Collector: Mrs. Edward Tenney
Reference: Buck, 1964; Feher, 1969; Roberts, 1926; Rose, 1980
This item was on display amidst other small Hawaiian artifact in a glass box with little information other than the above paragraph. This was made by the Hawaiian people and used by a groom to entertain his bride, talking to her musically. According to Serge Khalihi King; 'Ohe means "bamboo", hano means "to glorify" and "to breathe strongly", as well as "a nose flute", and ihu means "nose." (1989). Perhaps this is why (other than its sweet melody) that it was often used to woo maidens.

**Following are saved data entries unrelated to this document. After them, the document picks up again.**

use criterion::{black_box, criterion_group, criterion_main, BenchmarkId, Criterion};
use glam::Quat;

use glass_sketch::update::{advance_rotations, swoop_position};

/// Benchmark: per-frame rotation advance over growing object counts
fn bench_advance_rotations(c: &mut Criterion) {
    let mut group = c.benchmark_group("advance_rotations");

    for count in [4usize, 64, 1024] {
        group.bench_with_input(BenchmarkId::from_parameter(count), &count, |b, &count| {
            let mut rotations = vec![Quat::IDENTITY; count];
            b.iter(|| {
                advance_rotations(rotations.iter_mut(), black_box(0.016));
            });
        });
    }

    group.finish();
}

/// Benchmark: swoop path evaluation
fn bench_swoop_position(c: &mut Criterion) {
    c.bench_function("swoop_position", |b| {
        let mut time = 0.0f32;
        b.iter(|| {
            time += 0.016;
            black_box(swoop_position(black_box(time)));
        });
    });
}

criterion_group!(benches, bench_advance_rotations, bench_swoop_position);
criterion_main!(benches);
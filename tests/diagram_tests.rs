use glass_sketch::loaders::svg::{parse_diagram, DiagramMesh};

#[cfg(test)]
mod diagram_tests {
    use super::*;

    fn count_named(meshes: &[DiagramMesh], name: &str) -> usize {
        meshes.iter().filter(|m| m.mesh.name == name).count()
    }

    #[test]
    fn test_fill_none_with_stroke_produces_only_strokes() {
        let svg = br##"<svg xmlns="http://www.w3.org/2000/svg" width="200" height="200">
            <path d="M 20 20 L 180 20 L 180 180 L 20 180 Z"
                  fill="none" stroke="#2266aa" stroke-width="3"/>
        </svg>"##;

        let meshes = parse_diagram(svg).unwrap();

        assert_eq!(count_named(&meshes, "fill"), 0);
        assert_eq!(count_named(&meshes, "stroke"), 1);
    }

    #[test]
    fn test_absent_stroke_produces_only_fills() {
        let svg = br##"<svg xmlns="http://www.w3.org/2000/svg" width="200" height="200">
            <path d="M 20 20 L 180 20 L 100 180 Z" fill="#aa2222"/>
        </svg>"##;

        let meshes = parse_diagram(svg).unwrap();

        assert_eq!(count_named(&meshes, "fill"), 1);
        assert_eq!(count_named(&meshes, "stroke"), 0);
    }

    #[test]
    fn test_each_path_is_handled_independently() {
        let svg = br##"<svg xmlns="http://www.w3.org/2000/svg" width="200" height="200">
            <path d="M 10 10 L 90 10 L 90 90 Z" fill="none" stroke="#ffffff" stroke-width="1"/>
            <path d="M 110 10 L 190 10 L 190 90 Z" fill="#00ff00"/>
            <path d="M 10 110 L 90 110 L 90 190 Z" fill="#0000ff" stroke="#ff0000" stroke-width="2"/>
        </svg>"##;

        let meshes = parse_diagram(svg).unwrap();

        assert_eq!(count_named(&meshes, "fill"), 2);
        assert_eq!(count_named(&meshes, "stroke"), 2);
    }

    #[test]
    fn test_stroke_opacity_carried_into_mesh_color() {
        let svg = br##"<svg xmlns="http://www.w3.org/2000/svg" width="100" height="100">
            <path d="M 10 50 L 90 50" stroke="#ffffff" stroke-width="4" stroke-opacity="0.25"/>
        </svg>"##;

        let meshes = parse_diagram(svg).unwrap();
        let stroke = meshes
            .iter()
            .find(|m| m.mesh.name == "stroke")
            .expect("stroke mesh");

        assert!((stroke.color[3] - 0.25).abs() < 1e-5);
    }

    #[test]
    fn test_tessellated_meshes_carry_real_triangles() {
        let svg = br##"<svg xmlns="http://www.w3.org/2000/svg" width="100" height="100">
            <path d="M 10 10 L 90 10 L 90 90 L 10 90 Z" fill="#808080"/>
        </svg>"##;

        let meshes = parse_diagram(svg).unwrap();

        assert_eq!(meshes.len(), 1);
        let mesh = &meshes[0].mesh;
        assert!(mesh.positions.len() >= 4);
        assert!(mesh.indices.len() >= 6);
        assert_eq!(mesh.indices.len() % 3, 0, "index count must form triangles");
    }

    #[test]
    fn test_unparseable_document_is_an_error_not_a_panic() {
        let result = parse_diagram(b"this is not svg at all");
        assert!(result.is_err());
    }
}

However, research shows that the nose flute is a popular musical instrument played in Polynesia and the Pacific Rim countries, and that other versions are found in Africa, China, and India. Fallon (1990) describe the ritual thus; “Traditionally, the Hawaiian nose flute was commonly used as a form of communication between lovers. One would play a song from the heart to his sweetheart at night, and then, in the morning, play his flute at the sea shore. If the potential mate liked his song, she would greet him at the shore, an indication of acceptance.” But, these flutes are still used today. As youtube searches will prove, they are actually been used today to not only entertain the bride or lover, but also to record music and as Fallon also puts it; “the Hawaiian nose flute can be used for healing and manifesting.”
But the exhibit does not say much because, like Fisher puts it; “(despite curatorial good...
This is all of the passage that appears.